The classic presentation consists of skin fragility, noninflammatory bullae, and erosions in an acral distribution that heal with scarring and milia formation. Nail dystrophy and scarring alopecia may also be present. About one quarter of EBA patients will have a more inflammatory presentation similar to bullous pemphigoid patients with widespread, tense bulllae on inflamed or urticarial skin of the trunk and extremites. Rarely, these patients will present with only urticarial plaques. Pruritus is a prominent feature. About 10% of patients will present with mostly mucosal involvement similar to that seen in patients with cicatricial pemphigoid. Finally, a small number of patients will have a clinical presentation reminiscent of Brunsting-Perry cicatricial/bullous pemphigoid with vesiculobullous lesions localized to the head and neck that heal with residual scars.
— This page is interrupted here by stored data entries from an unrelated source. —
//! Semantic validation
//!
//! Compile-time pass over the parsed AST. Catches what the grammar
//! cannot: undefined names, misplaced `break`/`continue`/`return`,
//! nested function definitions, duplicate definitions, and calls of
//! things that are not callable. Programs that pass here cannot raise
//! NameError from a bare identifier at runtime.

use std::collections::HashSet;

use crate::error::{CompileError, Location};
use crate::executor::os::OsFunction;
use crate::executor::stdlib::Builtin;
use crate::executor::types::{AssignTarget, Expr, FunctionDef, Stmt};
use crate::value::ExcKind;

pub(crate) fn validate(
    body: &[Stmt],
    functions: &[FunctionDef],
    input_names: &[String],
    externals: &[String],
) -> Result<(), CompileError> {
    check_function_table(functions)?;

    // Names visible from inside functions: inputs plus every top-level
    // `let`. (Bindings introduced inside blocks stay block-local.)
    let mut globals: HashSet<String> = input_names.iter().cloned().collect();
    for stmt in body {
        if let Stmt::Let { name, .. } = stmt {
            globals.insert(name.clone());
        }
    }

    let mut ctx = Validator {
        functions,
        externals,
        globals: &globals,
        scopes: vec![input_names.iter().cloned().collect()],
        loop_depth: 0,
        in_function: false,
    };
    ctx.walk_stmts(body, true)?;

    for func in functions {
        let mut params: HashSet<String> = HashSet::new();
        for param in &func.params {
            if !params.insert(param.clone()) {
                return Err(CompileError::name(
                    format!(
                        "duplicate parameter {param:?} in function {:?}",
                        func.name
                    ),
                    Some(at_line(func.line)),
                ));
            }
        }
        let mut ctx = Validator {
            functions,
            externals,
            globals: &globals,
            scopes: vec![globals.clone(), params],
            loop_depth: 0,
            in_function: true,
        };
        ctx.walk_stmts(&func.body, false)?;
    }
    Ok(())
}

fn check_function_table(functions: &[FunctionDef]) -> Result<(), CompileError> {
    let mut seen: HashSet<&str> = HashSet::new();
    for func in functions {
        if !seen.insert(func.name.as_str()) {
            return Err(CompileError::name(
                format!("function {:?} is defined twice", func.name),
                Some(at_line(func.line)),
            ));
        }
    }
    Ok(())
}

fn at_line(line: u32) -> Location {
    Location {
        line: line as usize,
        column: 1,
    }
}

struct Validator<'a> {
    functions: &'a [FunctionDef],
    externals: &'a [String],
    globals: &'a HashSet<String>,
    scopes: Vec<HashSet<String>>,
    loop_depth: usize,
    in_function: bool,
}

impl Validator<'_> {
    fn walk_stmts(&mut self, body: &[Stmt], top_level: bool) -> Result<(), CompileError> {
        for stmt in body {
            self.walk_stmt(stmt, top_level)?;
        }
        Ok(())
    }

    fn walk_block(&mut self, body: &[Stmt]) -> Result<(), CompileError> {
        self.scopes.push(HashSet::new());
        let result = self.walk_stmts(body, false);
        self.scopes.pop();
        result
    }

    fn walk_stmt(&mut self, stmt: &Stmt, top_level: bool) -> Result<(), CompileError> {
        match stmt {
            Stmt::Let { name, init, line } => {
                if let Some(init) = init {
                    self.walk_expr(init, *line)?;
                }
                let current = self.scopes.last_mut().expect("scope stack is never empty");
                if !current.insert(name.clone()) {
                    return Err(CompileError::name(
                        format!("{name:?} is already defined in this scope"),
                        Some(at_line(*line)),
                    ));
                }
                Ok(())
            }
            Stmt::Assign {
                target,
                value,
                line,
                ..
            } => {
                let name = match target {
                    AssignTarget::Name(name) => name,
                    AssignTarget::Index { name, index } => {
                        self.walk_expr(index, *line)?;
                        name
                    }
                };
                if !self.is_visible(name) {
                    return Err(CompileError::name(
                        format!("cannot assign to undefined name {name:?}"),
                        Some(at_line(*line)),
                    ));
                }
                self.walk_expr(value, *line)
            }
            Stmt::Expr { expr, line, .. } => self.walk_expr(expr, *line),
            Stmt::If {
                test,
                then_body,
                else_body,
                line,
            } => {
                self.walk_expr(test, *line)?;
                self.walk_block(then_body)?;
                self.walk_block(else_body)
            }
            Stmt::While { test, body, line } => {
                self.walk_expr(test, *line)?;
                self.loop_depth += 1;
                let result = self.walk_block(body);
                self.loop_depth -= 1;
                result
            }
            Stmt::For {
                var,
                iterable,
                body,
                line,
            } => {
                self.walk_expr(iterable, *line)?;
                self.scopes.push(HashSet::from([var.clone()]));
                self.loop_depth += 1;
                let result = self.walk_block(body);
                self.loop_depth -= 1;
                self.scopes.pop();
                result
            }
            Stmt::Try {
                body,
                catch,
                finally,
                ..
            } => {
                self.walk_block(body)?;
                if let Some(clause) = catch {
                    self.scopes.push(HashSet::from([clause.var.clone()]));
                    let result = self.walk_block(&clause.body);
                    self.scopes.pop();
                    result?;
                }
                if let Some(finally) = finally {
                    self.walk_block(finally)?;
                }
                Ok(())
            }
            Stmt::Throw { value, line } => self.walk_expr(value, *line),
            Stmt::Return { value, line } => {
                if !self.in_function {
                    return Err(CompileError::syntax(
                        "return outside of a function",
                        Some(at_line(*line)),
                    ));
                }
                if let Some(value) = value {
                    self.walk_expr(value, *line)?;
                }
                Ok(())
            }
            Stmt::Break { line } => {
                if self.loop_depth == 0 {
                    return Err(CompileError::syntax(
                        "break outside of a loop",
                        Some(at_line(*line)),
                    ));
                }
                Ok(())
            }
            Stmt::Continue { line } => {
                if self.loop_depth == 0 {
                    return Err(CompileError::syntax(
                        "continue outside of a loop",
                        Some(at_line(*line)),
                    ));
                }
                Ok(())
            }
            Stmt::FnDef { index, line } => {
                if !top_level {
                    let name = self
                        .functions
                        .get(*index)
                        .map(|f| f.name.as_str())
                        .unwrap_or("<fn>");
                    return Err(CompileError::unsupported(
                        format!("function {name:?} must be defined at top level"),
                        Some(at_line(*line)),
                    ));
                }
                Ok(())
            }
        }
    }

    fn walk_expr(&mut self, expr: &Expr, line: u32) -> Result<(), CompileError> {
        match expr {
            Expr::LitNull
            | Expr::LitBool { .. }
            | Expr::LitInt { .. }
            | Expr::LitBig { .. }
            | Expr::LitFloat { .. }
            | Expr::LitStr { .. }
            | Expr::LitBytes { .. } => Ok(()),
            Expr::Ident { name } => {
                if self.is_visible(name) {
                    return Ok(());
                }
                if self.is_callable_name(name) {
                    return Err(CompileError::unsupported(
                        format!("{name:?} is a function name, not a value"),
                        Some(at_line(line)),
                    ));
                }
                Err(CompileError::name(
                    format!("undefined name {name:?}"),
                    Some(at_line(line)),
                ))
            }
            Expr::ListLit { items } | Expr::TupleLit { items } | Expr::SetLit { items } => {
                for item in items {
                    self.walk_expr(item, line)?;
                }
                Ok(())
            }
            Expr::DictLit { pairs } => {
                for (key, value) in pairs {
                    self.walk_expr(key, line)?;
                    self.walk_expr(value, line)?;
                }
                Ok(())
            }
            Expr::Unary { operand, .. } => self.walk_expr(operand, line),
            Expr::Binary { left, right, .. } | Expr::Logic { left, right, .. } => {
                self.walk_expr(left, line)?;
                self.walk_expr(right, line)
            }
            Expr::Index { object, index } => {
                self.walk_expr(object, line)?;
                self.walk_expr(index, line)
            }
            Expr::Member { object, .. } => self.walk_expr(object, line),
            Expr::Await { inner, line } => self.walk_expr(inner, *line),
            Expr::Call {
                callee,
                args,
                kwargs,
                line,
            } => self.walk_call(callee, args, kwargs, *line),
        }
    }

    fn walk_call(
        &mut self,
        callee: &Expr,
        args: &[Expr],
        kwargs: &[(String, Expr)],
        line: u32,
    ) -> Result<(), CompileError> {
        let mut kw_seen: HashSet<&str> = HashSet::new();
        for (name, _) in kwargs {
            if !kw_seen.insert(name.as_str()) {
                return Err(CompileError::syntax(
                    format!("duplicate keyword argument {name:?}"),
                    Some(at_line(line)),
                ));
            }
        }

        match callee {
            Expr::Ident { name } => {
                if !self.is_callable_name(name) {
                    if self.is_visible(name) {
                        return Err(CompileError::unsupported(
                            format!("{name:?} is a variable; only named functions can be called"),
                            Some(at_line(line)),
                        ));
                    }
                    return Err(CompileError::name(
                        format!("undefined function {name:?}"),
                        Some(at_line(line)),
                    ));
                }
            }
            Expr::Member { object, property } => {
                let dotted_external = match object.as_ref() {
                    Expr::Ident { name: base } => self
                        .externals
                        .iter()
                        .any(|ext| ext == &format!("{base}.{property}")),
                    _ => false,
                };
                if !dotted_external {
                    // Ordinary method call: the receiver is a value.
                    self.walk_expr(object, line)?;
                }
            }
            _ => {
                return Err(CompileError::unsupported(
                    "only named functions and methods can be called",
                    Some(at_line(line)),
                ))
            }
        }

        for arg in args {
            self.walk_expr(arg, line)?;
        }
        for (_, value) in kwargs {
            self.walk_expr(value, line)?;
        }
        Ok(())
    }

    /// A name visible as a value in the current scope chain.
    fn is_visible(&self, name: &str) -> bool {
        if self.scopes.iter().rev().any(|scope| scope.contains(name)) {
            return true;
        }
        // Inside a function the global names are always reachable.
        self.in_function && self.globals.contains(name)
    }

    /// A name a bare call can dispatch to.
    fn is_callable_name(&self, name: &str) -> bool {
        self.functions.iter().any(|f| f.name == name)
            || self.externals.iter().any(|ext| ext == name)
            || Builtin::from_name(name).is_some()
            || ExcKind::from_name(name).is_some()
            || OsFunction::from_name(name).is_some()
    }
}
Histopathologic exam reveals a subepidermal blister. Patients with the more classic presentation demonstrate a sparse inflammatory infiltrate while lesions reminiscent of bullous pemphigoid have a more significant inflammatory infiltrate with eosinophils. On electron microscopic exam, immune deposits are found within the lower lamina densa or sublamina densa. Direct and indirect immunofluorescence studies demonstrate linear IgG at the dermoepidermal junction similar to that found in bullous pemphigoid. To distinguish these two disorders, salt-split skin studies must be performed. In EBA lesions, IgG binds to the base of the blister reflecting IgG antibody binding to type VII collagen (the protein component of anchoring fibrils). In contrast, in salt-split skin analysis from BP patients, the BP antigens (BPAG1 and BPAG 2) bind the epidermal side of the split and so in this disorder, IgG binds to the roof of the blister.

EBA may be associated with other autoimmune diseases, most frequently inflammatory bowel disease. It is often difficult to treat and patients tend to have a chronic course.